Here are some more replies

> Apostle, I have no doubt about that. And when you see how all the
> Christian theologians and writers interpreted the Bible on this matter, it
> becomes clear that the Church, from the beginning, viewed Peter as the
> leader of the Church, along with his successors, who continuously claimed
> authority and were continuously acknowledged as having it, right from the
> first century on down. Historically, the early Church cannot be claimed to
> be Protestant. All the evidence shows that it was Catholic in nature.
> That's why I can't accept your position on this - God would not have let
> the Church go wrong for 1500 years before correcting the situation,
> especially when he said he would remain with it and show it the truth, and
> when the Bible itself says that the Church is the foundation and pillar of
> truth.

Now this is something I have been thinking about recently. Traditionally the church has seen "freedom" as free to follow the truth - where the "truth" is some fixed, single thing. In other words we are only free when we obey and follow God's narrow path. However this just doesn't make sense.

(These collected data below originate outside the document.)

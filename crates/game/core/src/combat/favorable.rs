//! Favorable resolution: a single verdict for the whole hit, tilted toward the attacker.

use crate::affinity::{Affinity, AffinityProfile};
use crate::element::ElementSet;

use super::round_damage;
use super::stacking::{Stacking, apply_affinity};

/// Resolve a hit under the favorable policy.
///
/// First applicable rule wins for the entire hit:
///
/// 1. Any weakness: ×1.5 per weak element, compounding.
/// 2. Any carried element neutral to the target: original damage, unmodified.
/// 3. Resist: ×0.5 once.
/// 4. Ignore: 0.
/// 5. Absorb: ×-1.0 once.
pub fn resolve(target: &AffinityProfile, elements: ElementSet, damage: i32) -> i32 {
    let base = f64::from(damage);

    let (weakened, weak) = apply_affinity(
        target.weak,
        elements,
        base,
        Affinity::WEAK_MULTIPLIER,
        Stacking::Compound,
    );
    if weak {
        return round_damage(weakened);
    }

    if elements.elements().any(|element| target.is_neutral(element)) {
        return damage;
    }

    let (resisted, resist) = apply_affinity(
        target.resist,
        elements,
        weakened,
        Affinity::RESIST_MULTIPLIER,
        Stacking::FirstMatch,
    );
    if resist {
        return round_damage(resisted);
    }

    let (_, ignore) = apply_affinity(
        target.ignore,
        elements,
        weakened,
        Affinity::IGNORE_MULTIPLIER,
        Stacking::FirstMatch,
    );
    if ignore {
        return 0;
    }

    let (absorbed, _) = apply_affinity(
        target.absorb,
        elements,
        weakened,
        Affinity::ABSORB_MULTIPLIER,
        Stacking::FirstMatch,
    );
    round_damage(absorbed)
}

#[cfg(test)]
mod tests {
    use super::*;

    #[test]
    fn weaknesses_compound() {
        let target = AffinityProfile::NEUTRAL.with_weak(ElementSet::FIRE | ElementSet::ICE);
        assert_eq!(resolve(&target, ElementSet::FIRE | ElementSet::ICE, 100), 225);
    }

    #[test]
    fn weakness_beats_absorb_on_another_element() {
        let target = AffinityProfile::NEUTRAL
            .with_weak(ElementSet::FIRE)
            .with_absorb(ElementSet::ICE);
        assert_eq!(resolve(&target, ElementSet::FIRE | ElementSet::ICE, 100), 150);
    }

    #[test]
    fn neutral_element_beats_resistance() {
        let target = AffinityProfile::NEUTRAL.with_resist(ElementSet::THUNDER);
        let attack = ElementSet::THUNDER | ElementSet::WATER;
        assert_eq!(resolve(&target, attack, 77), 77);
    }

    #[test]
    fn resistance_does_not_stack() {
        let target = AffinityProfile::NEUTRAL.with_resist(ElementSet::FIRE | ElementSet::ICE);
        assert_eq!(resolve(&target, ElementSet::FIRE | ElementSet::ICE, 100), 50);
    }

    #[test]
    fn resist_beats_ignore_and_absorb() {
        let target = AffinityProfile::NEUTRAL
            .with_resist(ElementSet::HOLY)
            .with_ignore(ElementSet::FIRE)
            .with_absorb(ElementSet::ICE);
        let attack = ElementSet::FIRE | ElementSet::ICE | ElementSet::HOLY;
        assert_eq!(resolve(&target, attack, 5), 3); // 2.5
    }

    #[test]
    fn ignore_beats_absorb() {
        let target = AffinityProfile::NEUTRAL
            .with_ignore(ElementSet::WATER)
            .with_absorb(ElementSet::FIRE);
        assert_eq!(resolve(&target, ElementSet::FIRE | ElementSet::WATER, 60), 0);
    }

    #[test]
    fn full_absorb_negates_once() {
        let target = AffinityProfile::NEUTRAL.with_absorb(ElementSet::FIRE | ElementSet::ICE);
        assert_eq!(resolve(&target, ElementSet::FIRE | ElementSet::ICE, 60), -60);
    }
}
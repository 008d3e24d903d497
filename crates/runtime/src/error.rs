/// Runtime errors
#[derive(Debug, Clone, PartialEq, Eq, thiserror::Error)]
pub enum RuntimeError {
    /// Settings file could not be loaded or named an unknown policy
    #[error("failed to load elemental affinity settings: {0}")]
    SettingsError(String),
}

pub type Result<T> = std::result::Result<T, RuntimeError>;
//! Elements and element sets.
//!
//! An attack carries zero or more elements at once, and a target reacts to
//! each element through four independent [`ElementSet`]s (see
//! [`crate::AffinityProfile`]). Every algorithm in this crate walks elements in
//! the fixed order given by [`Element::ORDER`]; first-match and stacking
//! semantics depend on it.

use core::fmt;
use core::str::FromStr;

use bitflags::bitflags;

use crate::error::AffinityError;

/// A single damage element.
///
/// Discriminants match the host's element flag bits so an [`Element`] can be
/// converted to a one-element [`ElementSet`] without a lookup table.
/// [`Element::None`] is a sentinel: it never matches an affinity or an attack.
#[derive(
    Clone,
    Copy,
    Debug,
    PartialEq,
    Eq,
    Hash,
    PartialOrd,
    Ord,
    strum::Display,
    strum::EnumString,
    strum::AsRefStr,
)]
#[cfg_attr(feature = "serde", derive(serde::Serialize, serde::Deserialize))]
#[cfg_attr(feature = "serde", serde(rename_all = "snake_case"))]
#[strum(serialize_all = "snake_case", ascii_case_insensitive)]
#[repr(u8)]
pub enum Element {
    None = 0x00,
    Fire = 0x01,
    Ice = 0x02,
    Thunder = 0x04,
    Water = 0x08,
    Holy = 0x10,
}

impl Element {
    /// Iteration order shared by every resolution policy. `None` is excluded.
    pub const ORDER: [Element; 5] = [
        Element::Fire,
        Element::Ice,
        Element::Thunder,
        Element::Water,
        Element::Holy,
    ];

    /// Returns the one-element set for this element (empty for `None`).
    pub const fn flag(self) -> ElementSet {
        ElementSet::from_bits_truncate(self as u8)
    }

    /// Parses an element name, reporting unknown names as [`AffinityError`].
    pub fn from_name(name: &str) -> Result<Self, AffinityError> {
        name.trim()
            .parse()
            .map_err(|_| AffinityError::UnknownElement(name.trim().to_string()))
    }
}

bitflags! {
    /// Zero or more elements carried simultaneously.
    ///
    /// Used both for the elements an attack carries and for each affinity
    /// category on a target.
    #[derive(Clone, Copy, Debug, PartialEq, Eq, Hash, Default)]
    pub struct ElementSet: u8 {
        const FIRE    = 1 << 0;
        const ICE     = 1 << 1;
        const THUNDER = 1 << 2;
        const WATER   = 1 << 3;
        const HOLY    = 1 << 4;
    }
}

impl ElementSet {
    /// Builds a set from a slice of elements. `None` entries contribute nothing.
    pub fn from_elements(elements: &[Element]) -> Self {
        elements.iter().copied().collect()
    }

    /// Returns true if `element` is a member. Always false for `Element::None`.
    pub const fn has(self, element: Element) -> bool {
        let flag = element.flag();
        !flag.is_empty() && self.contains(flag)
    }

    /// Iterates member elements in [`Element::ORDER`].
    pub fn elements(self) -> impl Iterator<Item = Element> {
        Element::ORDER
            .into_iter()
            .filter(move |element| self.has(*element))
    }

    /// Number of member elements. Bits outside the known elements are not counted.
    pub fn element_count(self) -> u32 {
        self.intersection(Self::all()).bits().count_ones()
    }

    /// Returns true if the set carries at least one known element.
    pub fn has_elements(self) -> bool {
        self.element_count() > 0
    }
}

impl From<Element> for ElementSet {
    fn from(element: Element) -> Self {
        element.flag()
    }
}

impl FromIterator<Element> for ElementSet {
    fn from_iter<I: IntoIterator<Item = Element>>(iter: I) -> Self {
        iter.into_iter()
            .fold(ElementSet::empty(), |set, element| set | element.flag())
    }
}

/// Displays member names in iteration order joined by `|`, or `none` when empty.
impl fmt::Display for ElementSet {
    fn fmt(&self, f: &mut fmt::Formatter<'_>) -> fmt::Result {
        if !self.has_elements() {
            return f.write_str(Element::None.as_ref());
        }

        for (index, element) in self.elements().enumerate() {
            if index > 0 {
                f.write_str("|")?;
            }
            f.write_str(element.as_ref())?;
        }
        Ok(())
    }
}

/// Parses element names separated by `,` or `|`.
///
/// An empty string and the name `none` both produce the empty set.
impl FromStr for ElementSet {
    type Err = AffinityError;

    fn from_str(s: &str) -> Result<Self, Self::Err> {
        s.split([',', '|'])
            .map(str::trim)
            .filter(|name| !name.is_empty())
            .map(Element::from_name)
            .collect::<Result<Vec<_>, _>>()
            .map(|elements| elements.into_iter().collect())
    }
}

#[cfg(feature = "serde")]
impl serde::Serialize for ElementSet {
    fn serialize<S: serde::Serializer>(&self, serializer: S) -> Result<S::Ok, S::Error> {
        serializer.collect_seq(self.elements())
    }
}

#[cfg(feature = "serde")]
impl<'de> serde::Deserialize<'de> for ElementSet {
    fn deserialize<D: serde::Deserializer<'de>>(deserializer: D) -> Result<Self, D::Error> {
        let elements = <Vec<Element> as serde::Deserialize>::deserialize(deserializer)?;
        Ok(elements.into_iter().collect())
    }
}
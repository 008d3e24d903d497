//! Affinity profile catalog loader.
//!
//! Loads named target profiles from RON files.

use std::path::Path;

use affinity_core::AffinityProfile;

use crate::catalog::ProfileCatalog;
use crate::loaders::{LoadResult, read_file};

/// Loader for affinity profiles from RON files.
pub struct ProfileLoader;

impl ProfileLoader {
    /// Load a profile catalog from a RON file.
    ///
    /// RON format: `Vec<(String, AffinityProfile)>`, element sets as name lists:
    ///
    /// ```ron
    /// [
    ///     ("flan", (weak: [fire], resist: [], ignore: [], absorb: [ice])),
    ///     ("bomb", (absorb: [fire])),
    /// ]
    /// ```
    ///
    /// Omitted categories are empty. Duplicate names are an error.
    pub fn load(path: &Path) -> LoadResult<ProfileCatalog> {
        let content = read_file(path)?;
        Self::parse(&content)
            .map_err(|e| anyhow::anyhow!("Invalid profiles in {}: {}", path.display(), e))
    }

    /// Parse a profile catalog from RON text.
    pub fn parse(content: &str) -> LoadResult<ProfileCatalog> {
        let raw_data: Vec<(String, AffinityProfile)> = ron::from_str(content)
            .map_err(|e| anyhow::anyhow!("Failed to parse profile catalog RON: {}", e))?;

        let mut catalog = ProfileCatalog::new();
        for (name, profile) in raw_data {
            if catalog.contains(&name) {
                anyhow::bail!("Duplicate affinity profile '{}'", name);
            }
            catalog.insert(name, profile);
        }

        Ok(catalog)
    }
}
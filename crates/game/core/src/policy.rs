//! Multi-elemental resolution policies.

use crate::error::AffinityError;

/// Selects how an attack carrying several elements is resolved.
///
/// The discriminants are the positions in the settings dropdown. `Default`
/// defers to the host's original formula and is handled by the damage
/// pipeline before [`crate::resolve`] is reached.
#[derive(
    Clone,
    Copy,
    Debug,
    PartialEq,
    Eq,
    Hash,
    strum::Display,
    strum::EnumString,
    strum::AsRefStr,
)]
#[cfg_attr(feature = "serde", derive(serde::Serialize, serde::Deserialize))]
#[cfg_attr(feature = "serde", serde(rename_all = "snake_case"))]
#[strum(serialize_all = "snake_case", ascii_case_insensitive)]
#[repr(u8)]
pub enum Policy {
    /// Defer to the original formula.
    Default = 0,
    /// Favors the attacker: weaknesses stack, a neutral element beats any resistance.
    Favorable = 1,
    /// Splits an N-elemental hit into N equal parts, each resolved on its own.
    Balanced = 2,
    /// Favors the target: absorb negates, resistances stack.
    Unfavorable = 3,
    /// Like `Unfavorable`, but an absorbed hit stacks weaknesses instead of negating.
    ExtraMean = 4,
}

impl Policy {
    /// Every policy, in dropdown order.
    pub const ALL: [Policy; 5] = [
        Policy::Default,
        Policy::Favorable,
        Policy::Balanced,
        Policy::Unfavorable,
        Policy::ExtraMean,
    ];

    /// Policies that are computed by this crate rather than the original formula.
    pub const RESOLVING: [Policy; 4] = [
        Policy::Favorable,
        Policy::Balanced,
        Policy::Unfavorable,
        Policy::ExtraMean,
    ];

    /// Returns true unless this policy defers to the original formula.
    pub const fn is_resolving(self) -> bool {
        !matches!(self, Policy::Default)
    }

    /// Dropdown index of this policy.
    pub const fn index(self) -> u8 {
        self as u8
    }

    /// Parses a policy name. Unknown names are fatal and never coerced.
    pub fn from_name(name: &str) -> Result<Self, AffinityError> {
        name.trim()
            .parse()
            .map_err(|_| AffinityError::UnknownPolicy(name.trim().to_string()))
    }
}

impl TryFrom<u8> for Policy {
    type Error = AffinityError;

    fn try_from(index: u8) -> Result<Self, Self::Error> {
        Policy::ALL
            .get(usize::from(index))
            .copied()
            .ok_or(AffinityError::UnknownPolicyIndex(index))
    }
}

#[cfg(test)]
mod tests {
    use super::*;

    #[test]
    fn names_round_trip_through_display() {
        for policy in Policy::ALL {
            assert_eq!(Policy::from_name(&policy.to_string()), Ok(policy));
        }
        assert_eq!(Policy::ExtraMean.to_string(), "extra_mean");
        assert_eq!(Policy::from_name(" BALANCED "), Ok(Policy::Balanced));
    }

    #[test]
    fn unknown_name_is_rejected() {
        assert_eq!(
            Policy::from_name("vanilla"),
            Err(AffinityError::UnknownPolicy("vanilla".to_string()))
        );
    }

    #[test]
    fn dropdown_indices() {
        assert_eq!(Policy::try_from(0), Ok(Policy::Default));
        assert_eq!(Policy::try_from(4), Ok(Policy::ExtraMean));
        assert_eq!(Policy::try_from(5), Err(AffinityError::UnknownPolicyIndex(5)));
        assert_eq!(Policy::Unfavorable.index(), 3);
    }

    #[test]
    fn only_default_defers() {
        assert!(!Policy::Default.is_resolving());
        assert!(Policy::RESOLVING.iter().all(|policy| policy.is_resolving()));
    }
}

Freedom in the usual understanding of the term means free to choose our own way, free to make up our own minds - that there is no "one" right way, but a multitude of possible ways to follow. Now is freedom important to God? Certainly - after all, sin is a pretty nasty thing, yet every Christian says that we have sin because God holds freedom so highly that it is better that we are free to choose - even if this means making the wrong choice - that not having that choice at all.

However "freedom" can't simply mean free to fail, free to suffer, free to sin. For it to actually have any real value, freedom must mean that there are 1000s or millions of ways to be - and that these are all perfectly good and ok to God, and that in order to allow these millions of ways - in order to allow freedom - God also must allow some bad ways to keep this whole "open" nature to the universe.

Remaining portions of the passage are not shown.